樫野恒太郎

出典: フリー百科事典『ウィキペディア(Wikipedia)』

樫野 恒太郎(かしの つねたろう、元治元年(1864年)8月27日 - 昭和23年(1948年5月1日)は江戸時代末期(幕末)生まれで、明治大正昭和時代の実業家

来歴・人物[編集]

元治元年(1864年)8月27日、徳島県阿南市中林町に、徳島藩中老・海上方奉行で通称阿波水軍の長であった森甚五兵衛16代目村晟の家臣であった父・樫野藤蔵と母・ミツの間に生まれる。明治維新後、父が創業した石灰製造所を継ぎ、神戸徳島など京阪神を始め、国内の石灰業界で活躍し事業を拡大した(第二次世界大戦前、徳島県南部は大理石及び石灰石の代表的産地であり、大正9年(1920年)着工、昭和11年(1936年)完成の現在の国会議事堂の3階天皇御休憩所の出入口や内部の内装及び彫刻その他の議事堂各所に使われている石材である時鳥(ほととぎす)答島(こたじま)加茂更紗(かもさらさ)などは徳島県産であり、山口県産と並んで国会議事堂の石材の主要な部分を占めている)。

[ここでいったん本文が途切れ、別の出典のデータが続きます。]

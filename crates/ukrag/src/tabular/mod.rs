//! Sheet-aware 2-D cell grids loaded from raw publication bytes.

mod loader;

pub use loader::{load, FormatHint, LoadError};

/// A single spreadsheet cell after loading.
#[derive(Debug, Clone, PartialEq)]
pub enum Cell {
    Number(f64),
    Text(String),
    Empty,
}

impl Cell {
    pub fn text(value: impl Into<String>) -> Self {
        let value = value.into();
        if value.trim().is_empty() {
            Cell::Empty
        } else {
            Cell::Text(value)
        }
    }

    /// Numeric view of the cell. Text is parsed leniently: `%` signs and
    /// thousands separators are stripped first, matching how the upstream
    /// publications format figures.
    pub fn as_number(&self) -> Option<f64> {
        match self {
            Cell::Number(value) => Some(*value),
            Cell::Text(raw) => parse_loose_number(raw),
            Cell::Empty => None,
        }
    }

    pub fn as_text(&self) -> Option<&str> {
        match self {
            Cell::Text(raw) => Some(raw.as_str()),
            _ => None,
        }
    }

    /// String form suitable for a period label. Whole numbers render without
    /// a fractional part so a year cell loaded as `2024.0` becomes `"2024"`.
    pub fn label(&self) -> Option<String> {
        match self {
            Cell::Text(raw) => {
                let trimmed = raw.trim();
                if trimmed.is_empty() {
                    None
                } else {
                    Some(trimmed.to_string())
                }
            }
            Cell::Number(value) if value.fract() == 0.0 => Some(format!("{}", *value as i64)),
            Cell::Number(value) => Some(value.to_string()),
            Cell::Empty => None,
        }
    }
}

pub(crate) fn parse_loose_number(raw: &str) -> Option<f64> {
    let cleaned: String = raw
        .trim()
        .chars()
        .filter(|c| *c != '%' && *c != ',')
        .collect();
    if cleaned.is_empty() {
        return None;
    }
    cleaned.parse::<f64>().ok().filter(|v| v.is_finite())
}

/// Read-only grid of cells. Row and column indices are stable for the
/// lifetime of one extraction pass.
#[derive(Debug, Clone, Default, PartialEq)]
pub struct Grid {
    rows: Vec<Vec<Cell>>,
}

impl Grid {
    pub fn from_rows(rows: Vec<Vec<Cell>>) -> Self {
        Self { rows }
    }

    pub fn rows(&self) -> &[Vec<Cell>] {
        &self.rows
    }

    pub fn is_empty(&self) -> bool {
        self.rows.is_empty()
    }

    /// Case-folded concatenation of the non-empty cell text in one row, used
    /// for keyword matching against row content.
    pub fn row_text(&self, index: usize) -> String {
        let Some(row) = self.rows.get(index) else {
            return String::new();
        };
        let mut text = String::new();
        for cell in row {
            let fragment = match cell {
                Cell::Text(raw) => raw.trim().to_string(),
                Cell::Number(value) => value.to_string(),
                Cell::Empty => continue,
            };
            if fragment.is_empty() {
                continue;
            }
            if !text.is_empty() {
                text.push(' ');
            }
            text.push_str(&fragment);
        }
        text.to_lowercase()
    }
}

/// Ordered mapping of sheet names to grids for one loaded publication.
#[derive(Debug, Clone, Default)]
pub struct Workbook {
    sheets: Vec<(String, Grid)>,
}

impl Workbook {
    pub fn new() -> Self {
        Self::default()
    }

    pub fn push(&mut self, name: impl Into<String>, grid: Grid) {
        self.sheets.push((name.into(), grid));
    }

    pub fn len(&self) -> usize {
        self.sheets.len()
    }

    pub fn is_empty(&self) -> bool {
        self.sheets.is_empty()
    }

    pub fn first(&self) -> Option<&Grid> {
        self.sheets.first().map(|(_, grid)| grid)
    }

    pub fn sheet_names(&self) -> Vec<&str> {
        self.sheets.iter().map(|(name, _)| name.as_str()).collect()
    }

    pub fn iter(&self) -> impl Iterator<Item = (&str, &Grid)> {
        self.sheets.iter().map(|(name, grid)| (name.as_str(), grid))
    }

    /// Prefer a sheet whose name contains one of the hints (case-insensitive);
    /// fall back to the first sheet when nothing matches.
    pub fn by_hint(&self, hints: &[&str]) -> Option<&Grid> {
        self.by_hint_entry(hints).map(|(_, grid)| grid)
    }

    /// Like `by_hint`, but also yields the chosen sheet's name so callers can
    /// avoid rescanning it.
    pub fn by_hint_entry(&self, hints: &[&str]) -> Option<(&str, &Grid)> {
        for (name, grid) in &self.sheets {
            let upper = name.to_uppercase();
            if hints.iter().any(|hint| upper.contains(&hint.to_uppercase())) {
                return Some((name.as_str(), grid));
            }
        }
        self.sheets
            .first()
            .map(|(name, grid)| (name.as_str(), grid))
    }
}

#[cfg(test)]
mod tests {
    use super::*;

    fn sample_grid() -> Grid {
        Grid::from_rows(vec![
            vec![Cell::text("England"), Cell::text("Total crime"), Cell::text("89.5")],
            vec![Cell::Empty, Cell::Number(12.0), Cell::Empty],
        ])
    }

    #[test]
    fn loose_number_parse_strips_percent_and_commas() {
        assert_eq!(parse_loose_number("74,651"), Some(74651.0));
        assert_eq!(parse_loose_number(" 7.2% "), Some(7.2));
        assert_eq!(parse_loose_number("n/a"), None);
        assert_eq!(parse_loose_number(""), None);
    }

    #[test]
    fn cell_as_number_handles_text_and_numbers() {
        assert_eq!(Cell::text("89.5").as_number(), Some(89.5));
        assert_eq!(Cell::Number(3.5).as_number(), Some(3.5));
        assert_eq!(Cell::Empty.as_number(), None);
        assert_eq!(Cell::text("England").as_number(), None);
    }

    #[test]
    fn cell_label_renders_whole_years_without_fraction() {
        assert_eq!(Cell::Number(2024.0).label().as_deref(), Some("2024"));
        assert_eq!(Cell::text(" 2024 Q3 ").label().as_deref(), Some("2024 Q3"));
        assert_eq!(Cell::Empty.label(), None);
    }

    #[test]
    fn row_text_concatenates_and_case_folds() {
        let grid = sample_grid();
        assert_eq!(grid.row_text(0), "england total crime 89.5");
        assert_eq!(grid.row_text(1), "12");
        assert_eq!(grid.row_text(9), "");
    }

    #[test]
    fn workbook_hint_prefers_matching_sheet_then_first() {
        let mut workbook = Workbook::new();
        workbook.push("Notes", Grid::default());
        workbook.push("Table P1", sample_grid());

        let hinted = workbook.by_hint(&["P1"]).expect("sheet");
        assert!(!hinted.is_empty());

        let fallback = workbook.by_hint(&["missing"]).expect("first sheet");
        assert!(fallback.is_empty());
    }
}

徳島県においては昭和初期、富岡無尽株式会社の社長を10年間務め、今の徳島銀行の基礎を確立した。また徳島県会議員を務め、金融と政界に足跡を残した。篤志家として知られた。

年表[編集]

  • 元治元年(1864年) -樫野藤蔵の長男(四人兄弟)として生まれる。
  • 明治6年(1873年) - 父・樫野藤蔵が樫野石灰製造所(現・株式会社樫野)の創業。
  • 明治15年(1882年) - 神戸市加納町において、神戸市で初めて工業用及び建築用石灰を製造。
  • 明治39年(1906年) - 徳島県初の民有軽便鉄道を敷設する。
  • 明治45年(1912年) - 富岡町に富岡橋を寄付する。工費4千円。
  • 大正7年(1918年)3月 - 富岡無尽合資会社(現・徳島銀行)の設立にあたり14名の無限責任社員の一人となる。
  • 大正8年(1919年)6月12日 - 樫野商店を法人化。株式会社樫野商店とし、初代代表取締役となる。
  • 大正13年(1924年)5月18日 - 地元住民のため、阿南市黒津地町に3万円を投じ敷地面積500坪の「甲子幼稚園」を設立。「公共に尽くすをもって快とし、巨財を投じて甲子幼稚園を設立して貢献するところあり」として有栖川厚生資金及び銀花瓶の下賜を受ける。また日本赤十字社総裁載仁親王より有功賞を授与される。
  • 昭和2年(1927年)10月 - 徳島県会議員となる(得票2713票。定員30人中2位当選。昭和6年9月まで在職。1期4年のみで勇退)
  • 昭和11年(1936年)5月24日 - 富岡無尽合資会社から富岡無尽株式会社へ組織変更。出資者8名のうち筆頭株主となる。
  • 昭和11年(1936年)8月23日 - 富岡無尽株式会社(現・徳島銀行)の代表取締役に就任(72歳)
  • 昭和12年(1937年)7月7日 - 日中戦争開戦(盧溝橋事件)。
  • 昭和16年(1941年)12月8日 - 太平洋戦争開戦。
  • 昭和20年(1945年)8月15日 - 第二次世界大戦(太平洋戦争)終戦。
  • 昭和21年(1946年)1月20日 - 樫野石灰工業株式会社(現在の株式会社樫野)の社長を退任。
  • 昭和21年 - 富岡無尽株式会社の代表取締役を勇退(82歳)、後任社長に三間知賀を選ぶ。